Our security practices are aligned with and certified under the following industry standards:

• SOC 2 Type II: We undergo annual SOC 2 audits to validate our controls for security, availability, processing integrity, confidentiality, and privacy.
• HIPAA: We maintain full HIPAA compliance for our healthcare clients, including Business Associate Agreements (BAAs) and appropriate administrative, physical, and technical safeguards.
• ISO 27001: Our information security management system (ISMS) is aligned with ISO 27001 standards, providing a systematic approach to managing sensitive information.
• GDPR: We comply with the General Data Protection Regulation for all personal data processing activities involving EU residents.

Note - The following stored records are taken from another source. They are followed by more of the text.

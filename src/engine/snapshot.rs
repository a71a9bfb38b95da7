//! Serializable view of the active state tree.

use serde::{Deserialize, Serialize};
use uuid::Uuid;

/// Active configuration of a machine and its nested regions.
///
/// A composite current state contributes one region, a parallel one
/// contributes one region per child machine, in declaration order.
///
/// # Example
///
/// ```rust
/// use statenest::{State, StateMachine};
///
/// let child: StateMachine = StateMachine::new(vec![State::leaf("Track1")]).unwrap();
/// let player = StateMachine::new(vec![
///     State::builder("Playing").composite(child).build(),
/// ])
/// .unwrap();
///
/// player.init(None);
/// let snapshot = player.configuration();
///
/// assert_eq!(snapshot.current.as_deref(), Some("Playing"));
/// assert!(snapshot.is_active("Track1"));
/// ```
#[derive(Clone, Debug, PartialEq, Eq, Serialize, Deserialize)]
pub struct Configuration {
    /// Instance id of the machine
    pub machine: Uuid,
    /// Label configured for the machine
    #[serde(default, skip_serializing_if = "Option::is_none")]
    pub label: Option<String>,
    /// Id of the current state, `None` when inactive
    pub current: Option<String>,
    /// Configurations of the machines nested in the current state
    #[serde(default, skip_serializing_if = "Vec::is_empty")]
    pub regions: Vec<Configuration>,
}

impl Configuration {
    /// Whether `id` is current here or in any nested region.
    pub fn is_active(&self, id: &str) -> bool {
        self.current.as_deref() == Some(id) || self.regions.iter().any(|r| r.is_active(id))
    }

    /// Ids of the innermost active states, depth first.
    pub fn leaves(&self) -> Vec<&str> {
        if self.regions.is_empty() {
            return self.current.as_deref().into_iter().collect();
        }
        self.regions.iter().flat_map(Configuration::leaves).collect()
    }

    pub fn to_json(&self) -> Result<String, serde_json::Error> {
        serde_json::to_string(self)
    }
}
//! Process-wide diagnostics sink.
//!
//! The engine never prints anything on its own. It reports transitions,
//! deferrals and unhandled events to whichever [`Logger`] is installed.
//! Until one is installed every message is discarded, and messages are not
//! even formatted.
//!
//! # Example
//!
//! ```rust
//! use statenest::logger::{self, TracingLogger};
//!
//! logger::set_logger(TracingLogger);
//! // ... run machines, diagnostics now flow into `tracing` ...
//! logger::reset_logger();
//! ```

use std::fmt;
use std::sync::{Arc, PoisonError, RwLock};

/// Sink for engine diagnostics.
pub trait Logger: Send + Sync {
    /// Lifecycle and transition messages.
    fn debug(&self, message: &str);

    /// High-volume messages: queueing, deferral, unhandled events.
    fn trace(&self, message: &str);
}

/// Logger that discards everything. This is the default.
#[derive(Clone, Copy, Debug, Default)]
pub struct NoopLogger;

impl Logger for NoopLogger {
    fn debug(&self, _message: &str) {}

    fn trace(&self, _message: &str) {}
}

/// Logger that forwards to the `tracing` crate under the `statenest` target.
#[derive(Clone, Copy, Debug, Default)]
pub struct TracingLogger;

impl Logger for TracingLogger {
    fn debug(&self, message: &str) {
        tracing::debug!(target: "statenest", "{message}");
    }

    fn trace(&self, message: &str) {
        tracing::trace!(target: "statenest", "{message}");
    }
}

static LOGGER: RwLock<Option<Arc<dyn Logger>>> = RwLock::new(None);

/// Install `logger` as the process-wide sink, replacing any previous one.
pub fn set_logger<L>(logger: L)
where
    L: Logger + 'static,
{
    *LOGGER.write().unwrap_or_else(PoisonError::into_inner) = Some(Arc::new(logger));
}

/// Restore the default no-op sink.
pub fn reset_logger() {
    *LOGGER.write().unwrap_or_else(PoisonError::into_inner) = None;
}

/// Current sink. Returns a [`NoopLogger`] when nothing is installed.
pub fn logger() -> Arc<dyn Logger> {
    installed().unwrap_or_else(|| Arc::new(NoopLogger))
}

fn installed() -> Option<Arc<dyn Logger>> {
    LOGGER
        .read()
        .unwrap_or_else(PoisonError::into_inner)
        .as_ref()
        .map(Arc::clone)
}

pub(crate) fn debug(args: fmt::Arguments<'_>) {
    if let Some(sink) = installed() {
        sink.debug(&args.to_string());
    }
}

pub(crate) fn trace(args: fmt::Arguments<'_>) {
    if let Some(sink) = installed() {
        sink.trace(&args.to_string());
    }
}

#[cfg(test)]
mod tests {
    use super::*;
    use std::cell::RefCell;

    thread_local! {
        static CAPTURED: RefCell<Vec<(String, String)>> = const { RefCell::new(Vec::new()) };
    }

    struct CaptureLogger;

    impl Logger for CaptureLogger {
        fn debug(&self, message: &str) {
            CAPTURED.with(|c| c.borrow_mut().push(("debug".into(), message.into())));
        }

        fn trace(&self, message: &str) {
            CAPTURED.with(|c| c.borrow_mut().push(("trace".into(), message.into())));
        }
    }

    #[test]
    fn noop_logger_accepts_everything() {
        let sink = NoopLogger;
        sink.debug("ignored");
        sink.trace("ignored");
    }

    #[test]
    fn installed_logger_receives_formatted_messages() {
        set_logger(CaptureLogger);

        debug(format_args!("entered {}", "A"));
        trace(format_args!("queued {}", 3));

        let captured = CAPTURED.with(|c| c.borrow().clone());
        assert!(captured.contains(&("debug".to_string(), "entered A".to_string())));
        assert!(captured.contains(&("trace".to_string(), "queued 3".to_string())));

        reset_logger();
    }
}
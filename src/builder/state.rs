//! Builder for declaring states.

use crate::core::{Action, HandlerSet, State, StateKind, TransitionContext};
use crate::engine::StateMachine;
use std::cell::OnceCell;
use std::collections::HashMap;

/// Fluent declaration of a [`State`].
///
/// # Example
///
/// ```rust
/// use statenest::{Handler, State};
///
/// let idle: State<()> = State::builder("Idle")
///     .on("start", Handler::to("Running"))
///     .on("stop", vec![Handler::to("Off").when(|_| false), Handler::halt()])
///     .on_entry(|ctx| assert!(ctx.to().is_some()))
///     .build();
///
/// assert_eq!(idle.handlers("stop").map(|h| h.len()), Some(2));
/// ```
pub struct StateBuilder<D> {
    id: String,
    handlers: HashMap<String, Vec<crate::core::Handler<D>>>,
    on_entry: Option<Action<D>>,
    on_exit: Option<Action<D>>,
    kind: StateKind<D>,
}

impl<D: 'static> StateBuilder<D> {
    /// Start a state named `id`.
    pub fn new(id: impl Into<String>) -> Self {
        Self {
            id: id.into(),
            handlers: HashMap::new(),
            on_entry: None,
            on_exit: None,
            kind: StateKind::Atomic,
        }
    }

    /// Declare handlers for `event`.
    ///
    /// Accepts one [`Handler`](crate::Handler) or an ordered `Vec` of them.
    /// Declaring the same event again appends to its candidates.
    pub fn on(mut self, event: impl Into<String>, handlers: impl Into<HandlerSet<D>>) -> Self {
        self.handlers
            .entry(event.into())
            .or_default()
            .extend(handlers.into().into_inner());
        self
    }

    /// Hook run when the state is entered. [`TransitionContext::from`] is the
    /// state being left.
    pub fn on_entry<F>(mut self, hook: F) -> Self
    where
        F: Fn(&TransitionContext<'_, D>) + 'static,
    {
        self.on_entry = Some(Box::new(hook));
        self
    }

    /// Hook run when the state is exited. [`TransitionContext::to`] is the
    /// state being entered.
    pub fn on_exit<F>(mut self, hook: F) -> Self
    where
        F: Fn(&TransitionContext<'_, D>) + 'static,
    {
        self.on_exit = Some(Box::new(hook));
        self
    }

    /// Make this a composite state owning `child`.
    pub fn composite(mut self, child: StateMachine<D>) -> Self {
        self.kind = StateKind::Composite(child);
        self
    }

    /// Make this a parallel state owning `regions`, all active at once.
    pub fn parallel(mut self, regions: Vec<StateMachine<D>>) -> Self {
        self.kind = StateKind::Parallel(regions);
        self
    }

    pub fn build(self) -> State<D> {
        State {
            id: self.id,
            owner: OnceCell::new(),
            handlers: self.handlers,
            on_entry: self.on_entry,
            on_exit: self.on_exit,
            kind: self.kind,
        }
    }
}
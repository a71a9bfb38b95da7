//! Context handed to guards, actions and entry/exit hooks.

use crate::core::state::State;
use crate::engine::StateMachine;

/// View of a switch in progress.
///
/// The same context is seen by every hook of one switch: the exit hook of
/// `from`, the action, then the entry hook of `to`. For an entry hook the
/// "other" state is [`from`](Self::from); for an exit hook it is
/// [`to`](Self::to).
///
/// `event` and `data` are absent for switches performed by `init` and
/// `teardown` that were not caused by an event.
pub struct TransitionContext<'a, D> {
    machine: &'a StateMachine<D>,
    from: Option<&'a State<D>>,
    to: Option<&'a State<D>>,
    event: Option<&'a str>,
    data: Option<&'a D>,
}

impl<'a, D: 'static> TransitionContext<'a, D> {
    pub(crate) fn new(
        machine: &'a StateMachine<D>,
        from: Option<&'a State<D>>,
        to: Option<&'a State<D>>,
        event: Option<&'a str>,
        data: Option<&'a D>,
    ) -> Self {
        Self {
            machine,
            from,
            to,
            event,
            data,
        }
    }

    /// Machine performing the switch.
    pub fn machine(&self) -> &'a StateMachine<D> {
        self.machine
    }

    /// State being left, if any.
    pub fn from(&self) -> Option<&'a State<D>> {
        self.from
    }

    /// State being entered, if any.
    pub fn to(&self) -> Option<&'a State<D>> {
        self.to
    }

    pub fn event(&self) -> Option<&'a str> {
        self.event
    }

    pub fn data(&self) -> Option<&'a D> {
        self.data
    }

    /// Emit a follow-up event.
    ///
    /// While an event is being handled this only queues `event`; it is
    /// processed after the current one has run to completion.
    pub fn emit(&self, event: impl Into<String>, data: D) {
        self.machine.emit(event, data);
    }
}
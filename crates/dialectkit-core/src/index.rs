use serde::{Deserialize, Serialize};

use crate::naming::physical_index_name;

/// Index kind.
#[derive(Debug, Clone, Copy, PartialEq, Eq, Hash, Serialize, Deserialize)]
#[serde(rename_all = "snake_case")]
pub enum IndexKind {
    Plain,
    Unique,
}

/// Index definition preserving column order.
///
/// `name` is always the logical name; the engine-side name is derived on
/// demand by [`Index::physical_name`].
#[derive(Debug, Clone, PartialEq, Eq, Serialize, Deserialize)]
pub struct Index {
    pub name: String,
    pub kind: IndexKind,
    pub cols: Vec<String>,
}

impl Index {
    pub fn new(name: impl Into<String>, kind: IndexKind, cols: Vec<String>) -> Self {
        Self {
            name: name.into(),
            kind,
            cols,
        }
    }

    pub fn physical_name(&self, table: &str) -> String {
        physical_index_name(table, &self.name, self.kind)
    }
}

We implement comprehensive data protection measures including:

• Encryption at Rest: All customer data is encrypted at rest using AES-256 encryption.
• Encryption in Transit: All data in transit is protected using TLS 1.2 or higher.
• Data Classification: We classify data based on sensitivity and apply appropriate handling procedures for each classification level.
• Data Retention: We retain customer data only for as long as necessary to provide services and comply with legal obligations, with automated purging mechanisms.
• Backup & Recovery: Automated, encrypted backups with regular disaster recovery testing ensure business continuity.

Our infrastructure is designed with defense-in-depth principles:

• Cloud infrastructure hosted on SOC 2 and ISO 27001 certified providers (AWS, Azure, GCP).
• Network segmentation and firewalls to isolate customer environments.
• Continuous vulnerability scanning and penetration testing performed by third-party security firms.
• 24/7 monitoring via our Security Operations Center (SOC) with automated threat detection and response.
• Regular patching and update cycles with zero-day response procedures.

We enforce strict access control policies to ensure only authorized personnel can access customer data:

• Role-based access control (RBAC) with the principle of least privilege.
• Multi-factor authentication (MFA) required for all system access.
• Regular access reviews and automatic deprovisioning upon role changes or termination.
• Comprehensive audit logging of all access events with tamper-evident storage.
• Background checks for all employees with access to customer data.

RSA Tech Group maintains a formal Incident Response Plan that is tested and updated regularly. In the event of a security incident:

• Affected customers are notified within 72 hours of confirmed incidents, in compliance with applicable regulations.
• A dedicated incident response team coordinates containment, eradication, and recovery.
• Post-incident reviews are conducted to identify root causes and implement preventive measures.
• Detailed incident reports are made available to affected customers upon request.

We hold our vendors and subprocessors to the same high security standards we maintain internally. Our vendor management program includes:

• Security assessments and due diligence before onboarding any third-party vendor.
• Contractual security and privacy requirements, including data processing agreements.
• Ongoing monitoring and periodic reassessment of vendor security postures.
• A maintained list of subprocessors available to customers upon request.

Our compliance program is managed through Drata and covers:

• SOC 2 Type II certification with annual audits.
• HIPAA compliance with annual risk assessments.
• ISO 27001 alignment with plans for formal certification.
• GDPR compliance including Data Protection Impact Assessments (DPIAs).
• CCPA compliance for California residents.

Copies of our SOC 2 report and other compliance documentation are available to customers and prospects under NDA upon request.